RE: Help with 2005 AISC Manual Chapter F
RE: Help with 2005 AISC Manual Chapter F
While the torsional resistance, and therefore LTB resistance, of the combined section is meaningfully improved by the addition of the two W16x26 flanges, it's still an open section from a torsion perspective and I don't think that you can necessarily assume that the section is fully braced. I think that the most technically correct way to evaluate the member is still as a singly symmetric section as JAE has suggested.
When I did this, it was late in the evening and I was short on noodling time. I took this shortcut which I still feel is valid:
1) I designed the main beam (W24 for you) such that it worked for strength for all failure modes other than LTB. I assumed full compression flange bracing for LTB.
2) I used the combined section properties for deflection. I had a section builder app so this was easy for me.
3) I figured out the axial force in the compression flange of the main beam assuming that the secondary member (W16 for you) was absent. I then checked the secondary member as a column for that same load. I treated that fictional column as though the weak axis and torsional buckling lengths were zero and the strong axis buckling length was the distance between lateral supports for the combined section (the entire beam length in my case).

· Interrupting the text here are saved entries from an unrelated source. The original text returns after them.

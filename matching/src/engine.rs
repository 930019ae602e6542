//! Match state machine
//!
//! Transitions:
//!
//! | op | precondition | authorization | effect |
//! |---|---|---|---|
//! | `propose` | ≥1 known interest | bound identity | new pending record |
//! | `verify_match` | record pending | caller is counterparty | matched; compatibility × 1.10 |
//! | `reject_match` | record pending | bound identity | rejected |
//!
//! Failed transitions leave stored state untouched. Checks run against a
//! fresh snapshot, then the write lands last-writer-wins; two callers
//! racing the same record is part of the accepted consistency model.

use crate::{
    config::Config,
    error::{Error, Result},
    policy::{AuthorizationPolicy, CounterpartyPolicy},
};
use aura_core::{
    codec::{Operation, ReferenceCodec, ScalarCodec},
    ledger::Ledger,
    registry::MatchRegistry,
    signer::Signer,
    types::{is_known_interest, Identity, MatchDraft, MatchId, MatchRecord, MatchStatus},
};
use chrono::Utc;
use rand::Rng;
use std::sync::Arc;

/// Match lifecycle engine
pub struct MatchEngine {
    /// Record and index CRUD
    registry: MatchRegistry,

    /// Identity and signature collaborator
    signer: Arc<dyn Signer>,

    /// Encrypted-value codec
    codec: Arc<dyn ScalarCodec>,

    /// Acceptance authorization
    policy: Arc<dyn AuthorizationPolicy>,

    /// Configuration
    config: Config,
}

impl std::fmt::Debug for MatchEngine {
    fn fmt(&self, f: &mut std::fmt::Formatter<'_>) -> std::fmt::Result {
        f.debug_struct("MatchEngine")
            .field("config", &self.config)
            .finish_non_exhaustive()
    }
}

impl MatchEngine {
    /// Create an engine with the reference codec and counterparty policy
    pub fn new(ledger: Arc<dyn Ledger>, signer: Arc<dyn Signer>, config: Config) -> Self {
        Self {
            registry: MatchRegistry::new(ledger),
            signer,
            codec: Arc::new(ReferenceCodec),
            policy: Arc::new(CounterpartyPolicy),
            config,
        }
    }

    /// Swap in a different codec implementation
    pub fn with_codec(mut self, codec: Arc<dyn ScalarCodec>) -> Self {
        self.codec = codec;
        self
    }

    /// Swap in a different authorization policy
    pub fn with_policy(mut self, policy: Arc<dyn AuthorizationPolicy>) -> Self {
        self.policy = policy;
        self
    }

    /// Registry backing this engine
    pub fn registry(&self) -> &MatchRegistry {
        &self.registry
    }

    /// Codec backing this engine
    pub fn codec(&self) -> &Arc<dyn ScalarCodec> {
        &self.codec
    }

    /// Identity bound to the session
    pub fn identity(&self) -> Result<Identity> {
        self.signer.identity().ok_or(Error::Unauthenticated)
    }

    /// Load every readable match, newest first
    pub async fn load_matches(&self) -> Result<Vec<MatchRecord>> {
        Ok(self.registry.load_all().await?)
    }

    /// Propose a match with simulated scores
    ///
    /// Distance and compatibility are drawn fresh per proposal and encoded
    /// before they touch the draft; plaintext never reaches the registry.
    pub async fn propose(&self, interests: Vec<String>) -> Result<MatchId> {
        let (distance, compatibility) = {
            let mut rng = rand::thread_rng();
            (
                rng.gen_range(0..self.config.scores.max_distance) as f64,
                rng.gen_range(0..self.config.scores.max_compatibility) as f64,
            )
        };
        self.propose_with_scores(interests, distance, compatibility)
            .await
    }

    /// Propose a match with explicit scores
    pub async fn propose_with_scores(
        &self,
        interests: Vec<String>,
        distance: f64,
        compatibility: f64,
    ) -> Result<MatchId> {
        let identity = self.identity()?;
        validate_interests(&interests)?;

        let draft = MatchDraft {
            encrypted_distance: self.codec.encode(distance),
            encrypted_compatibility: self.codec.encode(compatibility),
            created_at: Utc::now().timestamp(),
            counterparty: identity.clone(),
            interests,
        };

        let id = self.registry.propose(draft).await?;
        tracing::info!(match_id = %id, identity = %identity, "Proposed match");
        Ok(id)
    }

    /// Accept a pending match as its counterparty
    ///
    /// Applies the acceptance bump: the encrypted compatibility is replaced
    /// by `transform(old, Increase10Pct)` without decrypting it here.
    pub async fn verify_match(&self, id: &MatchId) -> Result<MatchRecord> {
        let identity = self.identity()?;
        let record = self.registry.get_one(id).await?;

        require_pending(&record)?;
        if !self.policy.may_accept(&identity, &record) {
            tracing::warn!(match_id = %id, identity = %identity, "Acceptance refused by policy");
            return Err(Error::Unauthorized(identity.to_string()));
        }

        let bumped = self
            .codec
            .transform(&record.encrypted_compatibility, Operation::Increase10Pct)?;

        let updated = self
            .registry
            .update(id, move |mut record| {
                record.status = MatchStatus::Matched;
                record.encrypted_compatibility = bumped;
                record
            })
            .await?;

        tracing::info!(match_id = %id, "Match accepted");
        Ok(updated)
    }

    /// Reject a pending match
    ///
    /// Any bound identity may reject; ciphertexts are left untouched.
    pub async fn reject_match(&self, id: &MatchId) -> Result<MatchRecord> {
        let identity = self.identity()?;
        let record = self.registry.get_one(id).await?;
        require_pending(&record)?;

        let updated = self
            .registry
            .update(id, |mut record| {
                record.status = MatchStatus::Rejected;
                record
            })
            .await?;

        tracing::info!(match_id = %id, identity = %identity, "Match rejected");
        Ok(updated)
    }
}

fn require_pending(record: &MatchRecord) -> Result<()> {
    if record.status != MatchStatus::Pending {
        return Err(Error::InvalidTransition {
            id: record.id.clone(),
            from: record.status,
        });
    }
    Ok(())
}

fn validate_interests(interests: &[String]) -> Result<()> {
    if interests.is_empty() {
        return Err(Error::NoInterests);
    }
    for interest in interests {
        if !is_known_interest(interest) {
            return Err(Error::UnknownInterest(interest.clone()));
        }
    }
    Ok(())
}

The sketchy part of this poor man's LTB check is whether or not the fictional column can be considered to be continuously braced for the torsinal buckling mode. While it takes very little to provide that bracing, torsional buckling of the fictional column and LTB of the combined section are similar phenomena.
I find the weld requirements to be of interest in this situation. In particular:
1) Obviously, you have to satisfy VQ/I demands. Additionally, there's a weld demand created by the need for the members to act compositely when they try to LTB buckle together. I don't know how to put a number to that. I've seen methods proposed to deal with this for built up columns but I'm unsure how to translate that to this scenario. I'm confident that the demand would be pretty small compared to VQ/I requirement though.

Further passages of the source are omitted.